→ **Exercise**:
In which lines of the data does the string "must" appear? Copy every one.

→ **Input data**:

BEGIN

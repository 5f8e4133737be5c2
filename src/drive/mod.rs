//! Drive client adapter: listing folders and streaming file content.

mod auth;
mod folder;
mod google;
mod memory;

pub use auth::{DriveAuth, ServiceAccountKey};
pub use folder::parse_folder_reference;
pub use google::GoogleDriveClient;
pub use memory::InMemoryDrive;

use async_trait::async_trait;
use serde::{Deserialize, Serialize};
use thiserror::Error;

use crate::retry::Transient;
use crate::storage::ByteStream;

/// MIME types the pipeline cares about.
pub mod mime {
    pub const FOLDER: &str = "application/vnd.google-apps.folder";
    pub const GOOGLE_DOC: &str = "application/vnd.google-apps.document";
    pub const GOOGLE_SLIDES: &str = "application/vnd.google-apps.presentation";
    pub const GOOGLE_SHEET: &str = "application/vnd.google-apps.spreadsheet";
    pub const GOOGLE_NATIVE_PREFIX: &str = "application/vnd.google-apps.";
    pub const PDF: &str = "application/pdf";
    pub const DOCX: &str = "application/vnd.openxmlformats-officedocument.wordprocessingml.document";
    pub const PPTX: &str =
        "application/vnd.openxmlformats-officedocument.presentationml.presentation";
    pub const TEXT: &str = "text/plain";
    pub const CSV: &str = "text/csv";
    pub const OCTET_STREAM: &str = "application/octet-stream";
}

/// A file or folder as returned by the Drive API.
#[derive(Debug, Clone, PartialEq, Eq, Serialize, Deserialize)]
#[serde(rename_all = "camelCase")]
pub struct DriveNode {
    pub id: String,
    pub name: String,
    pub mime_type: String,
    pub modified_time: Option<String>,
    pub size: Option<u64>,
    pub web_view_link: Option<String>,
}

impl DriveNode {
    pub fn is_folder(&self) -> bool {
        self.mime_type == mime::FOLDER
    }

    /// Docs, Sheets and Slides have no bytes of their own and must be exported.
    pub fn is_google_native(&self) -> bool {
        is_google_native(&self.mime_type)
    }
}

pub fn is_google_native(mime_type: &str) -> bool {
    mime_type.starts_with(mime::GOOGLE_NATIVE_PREFIX) && mime_type != mime::FOLDER
}

/// Link shown to students for a Drive file.
pub fn view_link(file_id: &str) -> String {
    format!("https://drive.google.com/file/d/{file_id}/view")
}

#[derive(Error, Debug)]
pub enum DriveError {
    #[error("drive request failed: {0}")]
    Transport(#[from] reqwest::Error),

    #[error("drive returned {status}: {body}")]
    Status { status: u16, body: String },

    #[error("drive authentication failed: {0}")]
    Auth(String),

    #[error("{0} is not a folder")]
    NotAFolder(String),

    #[error("drive file not found: {0}")]
    NotFound(String),

    #[error("invalid drive response: {0}")]
    Decode(String),
}

impl DriveError {
    /// Transport errors, rate limiting and server errors are worth retrying.
    pub fn is_retryable(&self) -> bool {
        match self {
            Self::Transport(e) => !e.is_decode() && !e.is_builder(),
            Self::Status { status, .. } => *status == 429 || *status >= 500,
            _ => false,
        }
    }

    /// The folder does not exist or the credentials cannot see it.
    pub fn is_not_found(&self) -> bool {
        matches!(self, Self::NotFound(_))
            || matches!(self, Self::Status { status, .. } if *status == 404 || *status == 403)
    }
}

impl Transient for DriveError {
    fn is_transient(&self) -> bool {
        self.is_retryable()
    }
}

/// Read access to Drive.
#[async_trait]
pub trait DriveClient: Send + Sync {
    /// Fetch metadata for one file or folder.
    async fn get(&self, id: &str) -> Result<DriveNode, DriveError>;

    /// List the non-trashed children of a folder, following pagination.
    /// Order is the API's and must not be changed.
    async fn list_children(&self, folder_id: &str) -> Result<Vec<DriveNode>, DriveError>;

    /// Stream the raw bytes of a binary file.
    async fn download(&self, file_id: &str) -> Result<ByteStream, DriveError>;

    /// Stream a Google-native document converted to `mime_type`.
    async fn export(&self, file_id: &str, mime_type: &str) -> Result<ByteStream, DriveError>;

    /// Fetch a node and check it is a folder the credentials can list.
    async fn resolve_folder(&self, folder_id: &str) -> Result<DriveNode, DriveError> {
        let node = self.get(folder_id).await?;
        if !node.is_folder() {
            return Err(DriveError::NotAFolder(node.name));
        }
        Ok(node)
    }
}
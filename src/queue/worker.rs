//! Background worker draining the continuation queue.

use async_trait::async_trait;
use chrono::{DateTime, Utc};
use futures::future::join_all;
use std::sync::Arc;
use std::time::Duration;
use tokio::sync::Semaphore;
use tracing::{debug, error, info, warn};

use super::{ContinuationQueue, QueueError, QueuedContinuation};
use crate::payload::ImportRunnerPayload;

/// What the worker does with an entry once its handler returns.
#[derive(Debug, Clone, Copy, PartialEq, Eq)]
pub enum Handled {
    /// Settle the entry as completed.
    Done,
    /// Put the entry back, claimable again from the given time.
    RetryAt(DateTime<Utc>),
}

/// Whatever resumes a run from a continuation payload.
#[async_trait]
pub trait ContinuationHandler: Send + Sync {
    async fn handle(&self, payload: ImportRunnerPayload) -> Result<Handled, QueueError>;
}

/// Polls a [`ContinuationQueue`] and feeds claimed payloads to a handler.
pub struct ContinuationWorker<Q: ContinuationQueue, H: ContinuationHandler> {
    queue: Arc<Q>,
    handler: Arc<H>,
    poll_interval: Duration,
    max_concurrent: usize,
}

impl<Q, H> ContinuationWorker<Q, H>
where
    Q: ContinuationQueue + 'static,
    H: ContinuationHandler + 'static,
{
    /// Run the worker loop indefinitely.
    pub async fn run(&self) -> ! {
        match self.queue.recover_orphans().await {
            Ok(0) => {}
            Ok(n) => info!(recovered = n, "requeued orphaned continuations"),
            Err(e) => warn!(error = %e, "orphan recovery failed"),
        }

        let semaphore = Arc::new(Semaphore::new(self.max_concurrent));

        loop {
            let available = semaphore.available_permits();
            if available > 0 {
                match self.queue.claim(available).await {
                    Ok(entries) => {
                        for entry in entries {
                            let Ok(permit) = semaphore.clone().acquire_owned().await else {
                                break;
                            };
                            let queue = self.queue.clone();
                            let handler = self.handler.clone();

                            tokio::spawn(async move {
                                process(queue.as_ref(), handler.as_ref(), entry).await;
                                drop(permit);
                            });
                        }
                    }
                    Err(e) => warn!(error = %e, "failed to claim continuations"),
                }
            }

            tokio::time::sleep(self.poll_interval).await;
        }
    }

    /// Claim one batch and process it to completion. Returns how many
    /// entries were handled.
    pub async fn run_once(&self) -> Result<usize, QueueError> {
        let entries = self.queue.claim(self.max_concurrent).await?;
        let count = entries.len();
        join_all(
            entries
                .into_iter()
                .map(|entry| process(self.queue.as_ref(), self.handler.as_ref(), entry)),
        )
        .await;
        Ok(count)
    }
}

async fn process<Q, H>(queue: &Q, handler: &H, entry: QueuedContinuation)
where
    Q: ContinuationQueue + ?Sized,
    H: ContinuationHandler + ?Sized,
{
    let run_id = entry.payload.run_id();
    debug!(entry = %entry.id, run_id = %run_id, attempts = entry.attempts, "handling continuation");

    let settled = match handler.handle(entry.payload).await {
        Ok(Handled::Done) => queue.complete(entry.id).await,
        Ok(Handled::RetryAt(until)) => {
            debug!(entry = %entry.id, run_id = %run_id, retry_at = %until, "continuation deferred");
            queue.defer(entry.id, until).await
        }
        Err(e) => {
            warn!(entry = %entry.id, run_id = %run_id, error = %e, "continuation failed");
            queue.fail(entry.id, &e.to_string()).await
        }
    };

    if let Err(e) = settled {
        error!(entry = %entry.id, error = %e, "could not settle queue entry");
    }
}

/// Builder for a [`ContinuationWorker`].
pub struct ContinuationWorkerBuilder<Q: ContinuationQueue, H: ContinuationHandler> {
    queue: Arc<Q>,
    handler: Arc<H>,
    poll_interval: Duration,
    max_concurrent: usize,
}

impl<Q, H> ContinuationWorkerBuilder<Q, H>
where
    Q: ContinuationQueue + 'static,
    H: ContinuationHandler + 'static,
{
    pub fn new(queue: Arc<Q>, handler: Arc<H>) -> Self {
        Self {
            queue,
            handler,
            poll_interval: Duration::from_secs(1),
            max_concurrent: 1,
        }
    }

    pub fn poll_interval(mut self, interval: Duration) -> Self {
        self.poll_interval = interval;
        self
    }

    /// At least one.
    pub fn max_concurrent(mut self, n: usize) -> Self {
        self.max_concurrent = n.max(1);
        self
    }

    pub fn build(self) -> ContinuationWorker<Q, H> {
        ContinuationWorker {
            queue: self.queue,
            handler: self.handler,
            poll_interval: self.poll_interval,
            max_concurrent: self.max_concurrent,
        }
    }
}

END

→ **Expected answer**:
    /// Docs, Sheets and Slides have no bytes of their own and must be exported.
    /// Order is the API's and must not be changed.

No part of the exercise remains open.